* _What you should do_
Which lines of the records contain "BoardOptions"? Collect every one of them.

* _Records for the exercise_
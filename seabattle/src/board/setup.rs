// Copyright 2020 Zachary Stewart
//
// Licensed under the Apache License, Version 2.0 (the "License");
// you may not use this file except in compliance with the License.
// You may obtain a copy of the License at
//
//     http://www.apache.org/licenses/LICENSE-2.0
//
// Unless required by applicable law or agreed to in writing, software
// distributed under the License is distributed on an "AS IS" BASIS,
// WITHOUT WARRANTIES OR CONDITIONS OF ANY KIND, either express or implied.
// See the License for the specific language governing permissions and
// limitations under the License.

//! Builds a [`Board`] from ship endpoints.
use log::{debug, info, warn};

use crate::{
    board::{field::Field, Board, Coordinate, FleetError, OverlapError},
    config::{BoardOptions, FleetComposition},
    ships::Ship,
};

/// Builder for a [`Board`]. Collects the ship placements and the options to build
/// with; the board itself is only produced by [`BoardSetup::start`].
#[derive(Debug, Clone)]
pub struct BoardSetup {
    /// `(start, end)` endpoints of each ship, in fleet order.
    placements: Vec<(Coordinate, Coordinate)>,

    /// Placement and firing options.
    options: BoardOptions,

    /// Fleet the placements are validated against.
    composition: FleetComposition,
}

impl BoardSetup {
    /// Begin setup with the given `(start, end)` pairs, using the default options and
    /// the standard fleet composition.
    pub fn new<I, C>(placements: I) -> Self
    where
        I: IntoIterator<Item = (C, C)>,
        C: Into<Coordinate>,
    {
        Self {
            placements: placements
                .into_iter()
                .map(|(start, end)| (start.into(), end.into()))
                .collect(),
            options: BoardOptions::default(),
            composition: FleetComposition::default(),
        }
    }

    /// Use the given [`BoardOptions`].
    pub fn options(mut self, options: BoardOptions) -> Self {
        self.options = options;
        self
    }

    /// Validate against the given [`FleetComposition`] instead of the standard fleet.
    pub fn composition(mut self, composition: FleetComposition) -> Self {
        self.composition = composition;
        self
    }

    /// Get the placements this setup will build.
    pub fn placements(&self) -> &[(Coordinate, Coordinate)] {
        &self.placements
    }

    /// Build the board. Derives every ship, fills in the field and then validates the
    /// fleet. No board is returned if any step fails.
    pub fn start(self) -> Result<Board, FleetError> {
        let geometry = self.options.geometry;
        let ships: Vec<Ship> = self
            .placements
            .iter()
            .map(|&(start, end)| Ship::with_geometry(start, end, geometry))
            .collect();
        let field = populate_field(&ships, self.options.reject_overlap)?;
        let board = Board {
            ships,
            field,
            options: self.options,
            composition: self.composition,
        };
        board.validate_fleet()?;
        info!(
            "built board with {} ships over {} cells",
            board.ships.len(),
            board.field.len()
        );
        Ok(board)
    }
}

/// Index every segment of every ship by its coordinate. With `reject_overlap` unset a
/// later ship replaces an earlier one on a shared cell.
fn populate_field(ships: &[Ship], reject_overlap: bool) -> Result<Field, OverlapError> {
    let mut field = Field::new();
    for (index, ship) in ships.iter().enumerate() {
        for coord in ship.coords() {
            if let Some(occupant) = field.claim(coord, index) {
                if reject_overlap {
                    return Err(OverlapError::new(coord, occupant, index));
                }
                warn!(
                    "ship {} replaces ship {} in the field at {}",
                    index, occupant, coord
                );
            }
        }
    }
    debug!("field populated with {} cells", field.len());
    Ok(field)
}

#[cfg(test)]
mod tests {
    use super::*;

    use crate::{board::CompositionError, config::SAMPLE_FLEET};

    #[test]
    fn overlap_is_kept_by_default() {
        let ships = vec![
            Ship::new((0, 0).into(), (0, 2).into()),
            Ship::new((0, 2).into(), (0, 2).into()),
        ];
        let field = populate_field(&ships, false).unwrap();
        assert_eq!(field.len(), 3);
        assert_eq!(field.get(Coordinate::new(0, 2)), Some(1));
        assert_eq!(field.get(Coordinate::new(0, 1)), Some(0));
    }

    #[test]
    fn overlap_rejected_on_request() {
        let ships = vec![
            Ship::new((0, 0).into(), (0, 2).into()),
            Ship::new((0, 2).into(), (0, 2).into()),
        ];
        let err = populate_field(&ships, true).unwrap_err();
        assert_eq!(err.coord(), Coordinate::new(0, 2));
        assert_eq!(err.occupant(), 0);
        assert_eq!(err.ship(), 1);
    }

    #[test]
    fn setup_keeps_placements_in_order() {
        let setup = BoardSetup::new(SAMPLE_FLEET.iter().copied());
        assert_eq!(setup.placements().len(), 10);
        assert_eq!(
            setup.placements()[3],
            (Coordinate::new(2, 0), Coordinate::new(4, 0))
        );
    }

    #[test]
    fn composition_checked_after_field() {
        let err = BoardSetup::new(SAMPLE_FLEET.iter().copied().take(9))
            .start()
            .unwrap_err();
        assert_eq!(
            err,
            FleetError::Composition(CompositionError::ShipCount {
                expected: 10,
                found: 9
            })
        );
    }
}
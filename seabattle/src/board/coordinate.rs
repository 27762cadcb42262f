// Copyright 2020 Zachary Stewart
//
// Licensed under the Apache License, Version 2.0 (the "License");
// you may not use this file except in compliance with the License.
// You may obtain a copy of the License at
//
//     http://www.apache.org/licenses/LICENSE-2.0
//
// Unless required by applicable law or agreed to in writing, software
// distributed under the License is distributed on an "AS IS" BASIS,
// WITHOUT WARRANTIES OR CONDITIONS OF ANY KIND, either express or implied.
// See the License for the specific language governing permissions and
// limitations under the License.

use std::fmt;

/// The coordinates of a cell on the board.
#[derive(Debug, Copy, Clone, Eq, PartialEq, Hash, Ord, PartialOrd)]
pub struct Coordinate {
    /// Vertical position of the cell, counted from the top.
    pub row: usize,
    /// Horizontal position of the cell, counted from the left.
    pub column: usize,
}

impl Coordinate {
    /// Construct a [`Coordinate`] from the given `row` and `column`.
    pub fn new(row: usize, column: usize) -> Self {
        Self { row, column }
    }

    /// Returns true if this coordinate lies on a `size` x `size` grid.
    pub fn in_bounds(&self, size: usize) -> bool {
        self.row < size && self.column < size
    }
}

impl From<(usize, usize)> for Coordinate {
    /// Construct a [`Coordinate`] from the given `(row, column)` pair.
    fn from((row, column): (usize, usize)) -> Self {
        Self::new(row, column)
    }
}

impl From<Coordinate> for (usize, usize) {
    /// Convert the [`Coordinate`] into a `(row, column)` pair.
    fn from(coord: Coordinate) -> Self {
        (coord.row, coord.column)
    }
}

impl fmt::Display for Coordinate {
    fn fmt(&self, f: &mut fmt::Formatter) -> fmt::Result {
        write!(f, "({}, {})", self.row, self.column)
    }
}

* _Your solution_
    config::{BoardOptions, FleetComposition},
    options: BoardOptions,
            options: BoardOptions::default(),
    /// Use the given [`BoardOptions`].
    pub fn options(mut self, options: BoardOptions) -> Self {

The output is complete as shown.